Monitor and Merrimack
The next day, however, the Virginia, now under command of Lt. Catesby Jones, was challenged by the strange-looking Union ironclad Monitor (see monitor), built by John Ericsson and commanded by Lt. John L. Worden. The Monitor had just reached Hampton Roads after a precarious voyage from New York City. The ships engaged in a four-hour close-range duel, which resulted in a draw. This combat between two ironclad warships marked a revolution in naval warfare.
In April the Virginia, under Capt. Josiah Tattnall, again challenged the Monitor, but the Union ship declined combat. When General McClellan's advance in the Peninsular campaign forced the Confederates to abandon Norfolk, Tattnall, unable to lighten the Virginia sufficiently for passage up the James River, destroyed her (May, 1862). The Monitor foundered and sank in heavy seas off Cape Hatteras in Dec., 1862.
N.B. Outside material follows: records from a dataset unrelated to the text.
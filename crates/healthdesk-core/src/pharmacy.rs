//! Demo pharmacy: a fixed catalog and a per-session cart.

use std::collections::BTreeMap;

use crate::error::{DeskError, DeskResult};

pub const MAX_QTY: u32 = 10;

#[derive(Debug, Clone, Copy, PartialEq, Eq)]
pub struct Medicine {
    pub name: &'static str,
    pub dosage: &'static str,
    /// Whole rupees
    pub price: u32,
}

pub fn catalog() -> Vec<Medicine> {
    vec![
        Medicine { name: "Paracetamol", dosage: "500mg", price: 50 },
        Medicine { name: "Ibuprofen", dosage: "400mg", price: 80 },
        Medicine { name: "Vitamin D3", dosage: "1000 IU", price: 200 },
    ]
}

pub fn format_rupees(amount: u32) -> String {
    format!("₹{}", amount)
}

#[derive(Debug, Clone, Copy, PartialEq, Eq)]
pub struct CartLine {
    pub qty: u32,
    pub total: u32,
}

#[derive(Debug, Clone, PartialEq, Eq)]
pub struct Order {
    pub lines: Vec<(String, CartLine)>,
    pub total: u32,
}

#[derive(Debug, Clone, Default)]
pub struct Cart {
    lines: BTreeMap<String, CartLine>,
}

impl Cart {
    pub fn new() -> Self {
        Self::default()
    }

    /// Set the quantity for a medicine; re-adding replaces the previous line.
    pub fn add(&mut self, medicine: &Medicine, qty: u32) -> DeskResult<()> {
        if qty == 0 {
            return Err(DeskError::validation("Choose a quantity first."));
        }
        if qty > MAX_QTY {
            return Err(DeskError::validation(format!("At most {} of each item.", MAX_QTY)));
        }
        self.lines.insert(
            medicine.name.to_string(),
            CartLine { qty, total: medicine.price * qty },
        );
        Ok(())
    }

    pub fn lines(&self) -> impl Iterator<Item = (&str, &CartLine)> {
        self.lines.iter().map(|(name, line)| (name.as_str(), line))
    }

    pub fn total(&self) -> u32 {
        self.lines.values().map(|l| l.total).sum()
    }

    pub fn is_empty(&self) -> bool {
        self.lines.is_empty()
    }

    pub fn checkout(&mut self) -> DeskResult<Order> {
        if self.lines.is_empty() {
            return Err(DeskError::validation("Your cart is empty."));
        }
        let total = self.total();
        let lines = std::mem::take(&mut self.lines).into_iter().collect();
        Ok(Order { lines, total })
    }
}

#[cfg(test)]
mod tests {
    use super::*;

    #[test]
    fn test_add_replace_and_total() {
        let items = catalog();
        let mut cart = Cart::new();
        cart.add(&items[0], 2).unwrap();
        cart.add(&items[2], 1).unwrap();
        assert_eq!(cart.total(), 300);

        cart.add(&items[0], 3).unwrap();
        assert_eq!(cart.total(), 350);
        let names: Vec<&str> = cart.lines().map(|(n, _)| n).collect();
        assert_eq!(names, vec!["Paracetamol", "Vitamin D3"]);
    }

    #[test]
    fn test_quantity_bounds() {
        let items = catalog();
        let mut cart = Cart::new();
        assert!(cart.add(&items[1], 0).is_err());
        assert!(cart.add(&items[1], 11).is_err());
        assert!(cart.is_empty());
        cart.add(&items[1], 10).unwrap();
        assert_eq!(cart.total(), 800);
    }

    #[test]
    fn test_checkout_empties_cart() {
        let items = catalog();
        let mut cart = Cart::new();
        assert!(cart.checkout().is_err());
        cart.add(&items[1], 1).unwrap();
        let order = cart.checkout().unwrap();
        assert_eq!(order.total, 80);
        assert_eq!(order.lines.len(), 1);
        assert!(cart.is_empty());
        assert_eq!(format_rupees(order.total), "₹80");
    }
}
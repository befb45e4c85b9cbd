//! Per-user activity summaries for the health dashboard.

use rusqlite::params;

use crate::error::DeskResult;
use crate::store::HealthDb;

#[derive(Debug, Clone, Copy, PartialEq, Eq, Default)]
pub struct DashboardStats {
    pub appointments: u32,
    pub reports: u32,
    pub prescriptions: u32,
}

impl DashboardStats {
    pub fn load(db: &HealthDb, username: &str) -> DeskResult<Self> {
        Ok(Self {
            appointments: count(db, "appointments", username)?,
            reports: count(db, "medical_reports", username)?,
            prescriptions: count(db, "prescriptions", username)?,
        })
    }
}

fn count(db: &HealthDb, table: &str, username: &str) -> DeskResult<u32> {
    let n: i64 = db.conn().query_row(
        &format!("SELECT COUNT(*) FROM {} WHERE username = ?1", table),
        [username],
        |row| row.get(0),
    )?;
    Ok(n as u32)
}

#[derive(Debug, Clone, PartialEq)]
pub struct Activity {
    pub date: String,
    pub doctor: String,
    pub consultation_type: String,
}

pub fn recent_activity(db: &HealthDb, username: &str, limit: usize) -> DeskResult<Vec<Activity>> {
    let mut stmt = db.conn().prepare(
        "SELECT date, doctor, type FROM appointments WHERE username = ?1
         ORDER BY created_at DESC, id DESC LIMIT ?2",
    )?;
    let rows = stmt
        .query_map(params![username, limit as i64], |row| {
            Ok(Activity {
                date: row.get(0)?,
                doctor: row.get(1)?,
                consultation_type: row.get(2)?,
            })
        })?
        .collect::<Result<Vec<_>, _>>()?;
    Ok(rows)
}

/// `(YYYY-MM, count)` pairs in ascending month order.
pub fn appointments_per_month(db: &HealthDb, username: &str) -> DeskResult<Vec<(String, u32)>> {
    let mut stmt = db.conn().prepare(
        "SELECT substr(date, 1, 7) AS ym, COUNT(*) FROM appointments
         WHERE username = ?1 GROUP BY ym ORDER BY ym ASC",
    )?;
    let rows = stmt
        .query_map([username], |row| Ok((row.get::<_, String>(0)?, row.get::<_, i64>(1)? as u32)))?
        .collect::<Result<Vec<_>, _>>()?;
    Ok(rows)
}

#[derive(Debug, Clone, PartialEq)]
pub struct Share {
    pub label: String,
    pub count: u32,
    pub percent: f64,
}

pub fn report_distribution(db: &HealthDb, username: &str) -> DeskResult<Vec<Share>> {
    let mut stmt = db.conn().prepare(
        "SELECT type, COUNT(*) FROM medical_reports WHERE username = ?1
         GROUP BY type ORDER BY COUNT(*) DESC, type ASC",
    )?;
    let counts = stmt
        .query_map([username], |row| Ok((row.get::<_, String>(0)?, row.get::<_, i64>(1)? as u32)))?
        .collect::<Result<Vec<_>, _>>()?;

    let total: u32 = counts.iter().map(|(_, c)| c).sum();
    Ok(counts
        .into_iter()
        .map(|(label, count)| Share {
            label,
            count,
            percent: if total == 0 { 0.0 } else { count as f64 * 100.0 / total as f64 },
        })
        .collect())
}

pub fn daily_tip_prompt() -> &'static str {
    "Give a short, motivating daily health tip for general wellness (one or two sentences)."
}

#[cfg(test)]
mod tests {
    use super::*;
    use crate::appointments::{book, tests::sample};
    use crate::{prescriptions, store::now_timestamp};

    fn add_report(db: &HealthDb, user: &str, kind: &str) {
        db.conn()
            .execute(
                "INSERT INTO medical_reports (username, name, file_name, type, date, notes, uploaded_at)
                 VALUES (?1, 'r', 'f', ?2, '2024-01-01', '', ?3)",
                params![user, kind, now_timestamp()],
            )
            .unwrap();
    }

    #[test]
    fn test_counts_scoped_to_user() {
        let db = HealthDb::open_in_memory().unwrap();
        book(&db, "ana", &sample("2024-01-05")).unwrap();
        book(&db, "bob", &sample("2024-01-05")).unwrap();
        add_report(&db, "ana", "MRI");
        prescriptions::save(&db, "ana", "cough", "honey").unwrap();
        prescriptions::save(&db, "ana", "fever", "rest").unwrap();

        let stats = DashboardStats::load(&db, "ana").unwrap();
        assert_eq!(stats, DashboardStats { appointments: 1, reports: 1, prescriptions: 2 });
        assert_eq!(DashboardStats::load(&db, "nobody").unwrap(), DashboardStats::default());
    }

    #[test]
    fn test_per_month_ascending() {
        let db = HealthDb::open_in_memory().unwrap();
        for date in ["2024-03-02", "2024-01-10", "2024-03-20", "2023-12-31"] {
            book(&db, "ana", &sample(date)).unwrap();
        }
        let months = appointments_per_month(&db, "ana").unwrap();
        assert_eq!(
            months,
            vec![
                ("2023-12".to_string(), 1),
                ("2024-01".to_string(), 1),
                ("2024-03".to_string(), 2),
            ]
        );
    }

    #[test]
    fn test_recent_activity_limit() {
        let db = HealthDb::open_in_memory().unwrap();
        for day in 1..=7 {
            book(&db, "ana", &sample(&format!("2024-02-{:02}", day))).unwrap();
        }
        let recent = recent_activity(&db, "ana", 5).unwrap();
        assert_eq!(recent.len(), 5);
        assert_eq!(recent[0].date, "2024-02-07");
        assert_eq!(recent[0].consultation_type, "Video Call");
    }

    #[test]
    fn test_distribution_sums_to_hundred() {
        let db = HealthDb::open_in_memory().unwrap();
        for kind in ["MRI", "X-Ray", "MRI"] {
            add_report(&db, "ana", kind);
        }
        let shares = report_distribution(&db, "ana").unwrap();
        assert_eq!(shares[0].label, "MRI");
        assert_eq!(shares[0].count, 2);
        let sum: f64 = shares.iter().map(|s| s.percent).sum();
        assert!((sum - 100.0).abs() < 1e-9);
        assert!(report_distribution(&db, "bob").unwrap().is_empty());
    }
}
In 1973 scientists discovered the intact wreck of the Monitor, and the site was subsequently protected by the Monitor National Marine Sanctuary. The steam engine and turret of the Monitor were recovered in 2002 for display with other artifacts at the Mariner's Museum, Newport News, Va.
See R. M. McCordock, The Yankee Cheese Box (1938); H. A. Trexler, The Confederate Ironclad
Virginia (1938); R. W. Daly, How the Merrimac Won (1957); W. C. White and R. White, Tin Can on a Shingle (1957); W. C. Davis, Duel between the First Ironclads (1981); J. T. deKay, Monitor (1997); D. A. Mindell, Iron Coffin: War, Technology, and Experience aboard the USS Monitor (upd. ed., 2012).